Exercise description - Using the data below, copy out all lines with the word "SearchController".

Records -
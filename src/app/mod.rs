use crate::core::orchestrator::{SearchController, SearchOutcome, SearchSettings};
use crate::domain::model::{Coordinate, MapOptions, Mood};
use crate::domain::ports::{GeolocationSource, MapView, PlacesService};
use crate::view::{self, Page};

/// 把控制器、定位來源與地圖設定組在一起的應用程式外殼
pub struct NearbyApp<P: PlacesService, M: MapView, G: GeolocationSource> {
    controller: SearchController<P, M>,
    geolocation: G,
    map_options: MapOptions,
}

impl<P, M, G> NearbyApp<P, M, G>
where
    P: PlacesService,
    M: MapView,
    G: GeolocationSource,
{
    pub fn new(
        places: P,
        map: M,
        geolocation: G,
        map_options: MapOptions,
        settings: SearchSettings,
    ) -> Self {
        let controller = SearchController::new(places, map, map_options.center, settings);
        Self {
            controller,
            geolocation,
            map_options,
        }
    }

    pub fn controller(&self) -> &SearchController<P, M> {
        &self.controller
    }

    pub fn map_options(&self) -> &MapOptions {
        &self.map_options
    }

    /// 掛上地圖後嘗試一次裝置定位
    pub async fn start(&self) -> Option<Coordinate> {
        self.controller.mount(&self.map_options).await;
        self.locate().await
    }

    /// 一次性定位；失敗時保留預設座標，不回報錯誤
    pub async fn locate(&self) -> Option<Coordinate> {
        if !self.controller.begin_location_refresh().await {
            tracing::debug!("Device location already requested, skipping");
            return None;
        }

        match self.geolocation.current_position().await {
            Ok(Some(position)) => {
                tracing::info!("📡 Device location resolved to {}", position);
                self.controller.apply_device_location(position).await;
                Some(position)
            }
            Ok(None) => {
                tracing::debug!("Device location unavailable, keeping default origin");
                None
            }
            Err(e) => {
                tracing::warn!("Device location lookup failed: {}", e);
                None
            }
        }
    }

    pub async fn select_mood(&self, mood: Mood) -> SearchOutcome {
        self.controller.search(mood).await
    }

    pub async fn page(&self) -> Page {
        let snapshot = self.controller.snapshot().await;
        view::render(&snapshot, &self.map_options)
    }
}

#[cfg(test)]
mod tests {
    use super::*;
    use crate::adapters::geolocation::{FixedPosition, IpGeolocation, Unavailable};
    use crate::adapters::map::HeadlessMap;
    use crate::domain::model::{SearchRequest, SearchResponse};
    use crate::utils::error::{NearbyError, Result};
    use crate::view::theme;
    use async_trait::async_trait;
    use std::sync::atomic::{AtomicUsize, Ordering};
    use std::sync::Mutex;
    use std::time::Duration;

    #[derive(Default)]
    struct RecordingPlaces {
        requests: Mutex<Vec<SearchRequest>>,
    }

    #[async_trait]
    impl PlacesService for RecordingPlaces {
        async fn nearby_search(&self, request: &SearchRequest) -> Result<SearchResponse> {
            self.requests.lock().unwrap().push(request.clone());
            Ok(SearchResponse::ok(vec![]))
        }
    }

    struct CountingGeolocation {
        calls: AtomicUsize,
        fail: bool,
    }

    #[async_trait]
    impl GeolocationSource for CountingGeolocation {
        async fn current_position(&self) -> Result<Option<Coordinate>> {
            self.calls.fetch_add(1, Ordering::SeqCst);
            if self.fail {
                return Err(NearbyError::GeolocationError {
                    message: "permission denied".to_string(),
                });
            }
            Ok(Some(Coordinate::new(48.8566, 2.3522)))
        }
    }

    fn options() -> MapOptions {
        theme::map_options(Coordinate::DEFAULT, theme::DEFAULT_ZOOM, "map")
    }

    #[tokio::test]
    async fn test_search_uses_resolved_device_location() {
        let sf = Coordinate::new(37.7749, -122.4194);
        let app = NearbyApp::new(
            RecordingPlaces::default(),
            HeadlessMap::new(),
            FixedPosition(sf),
            options(),
            SearchSettings::default(),
        );

        assert_eq!(app.start().await, Some(sf));
        app.select_mood(Mood::Cheap).await;

        let controller = app.controller();
        let requests = controller.places().requests.lock().unwrap().clone();
        assert_eq!(requests.len(), 1);
        assert_eq!(requests[0].location, sf);
        assert_eq!(requests[0].types, vec!["restaurant".to_string()]);
        assert_eq!(controller.with_map(|m| m.center()).await, Some(sf));
        assert!(controller.with_map(|m| m.is_mounted()).await);
    }

    #[tokio::test]
    async fn test_unavailable_geolocation_keeps_default() {
        let app = NearbyApp::new(
            RecordingPlaces::default(),
            HeadlessMap::new(),
            Unavailable,
            options(),
            SearchSettings::default(),
        );

        assert_eq!(app.start().await, None);
        assert_eq!(app.controller().current_location().await, Coordinate::DEFAULT);
    }

    #[tokio::test]
    async fn test_stalled_ip_lookup_does_not_block_start() {
        let server = httpmock::MockServer::start();
        server.mock(|when, then| {
            when.method(httpmock::Method::GET).path("/json");
            then.status(200)
                .delay(Duration::from_secs(5))
                .json_body(serde_json::json!({ "lat": 37.7749, "lon": -122.4194 }));
        });

        let geolocation =
            IpGeolocation::with_timeout(server.url("/json"), Duration::from_millis(200)).unwrap();
        let app = NearbyApp::new(
            RecordingPlaces::default(),
            HeadlessMap::new(),
            geolocation,
            options(),
            SearchSettings::default(),
        );

        let located = tokio::time::timeout(Duration::from_secs(3), app.start())
            .await
            .expect("start should not wait on a stalled lookup");

        assert_eq!(located, None);
        assert_eq!(app.controller().current_location().await, Coordinate::DEFAULT);

        app.select_mood(Mood::Work).await;
        let requests = app.controller().places().requests.lock().unwrap().clone();
        assert_eq!(requests[0].location, Coordinate::DEFAULT);
    }

    #[tokio::test]
    async fn test_geolocation_errors_are_swallowed_and_not_retried() {
        let app = NearbyApp::new(
            RecordingPlaces::default(),
            HeadlessMap::new(),
            CountingGeolocation {
                calls: AtomicUsize::new(0),
                fail: true,
            },
            options(),
            SearchSettings::default(),
        );

        assert_eq!(app.start().await, None);
        assert_eq!(app.locate().await, None);
        assert_eq!(app.geolocation.calls.load(Ordering::SeqCst), 1);
        assert_eq!(app.controller().current_location().await, Coordinate::DEFAULT);
    }

    #[tokio::test]
    async fn test_second_locate_is_a_no_op() {
        let app = NearbyApp::new(
            RecordingPlaces::default(),
            HeadlessMap::new(),
            CountingGeolocation {
                calls: AtomicUsize::new(0),
                fail: false,
            },
            options(),
            SearchSettings::default(),
        );

        assert!(app.start().await.is_some());
        assert_eq!(app.locate().await, None);
        assert_eq!(app.geolocation.calls.load(Ordering::SeqCst), 1);
    }

    #[tokio::test]
    async fn test_page_reflects_controller_state() {
        let app = NearbyApp::new(
            RecordingPlaces::default(),
            HeadlessMap::new(),
            Unavailable,
            options(),
            SearchSettings::default(),
        );
        app.start().await;
        app.select_mood(Mood::Date).await;

        let page = app.page().await;
        assert_eq!(page.title, "Smart Nearby");
        assert!(page.loading.is_none());
        assert!(page.cards.is_empty());
        assert!(page.moods.iter().any(|b| b.mood == Mood::Date && b.active));
    }
}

Reply -
use crate::core::orchestrator::{SearchController, SearchOutcome, SearchSettings};
    controller: SearchController<P, M>,
        let controller = SearchController::new(places, map, map_options.center, settings);
    pub fn controller(&self) -> &SearchController<P, M> {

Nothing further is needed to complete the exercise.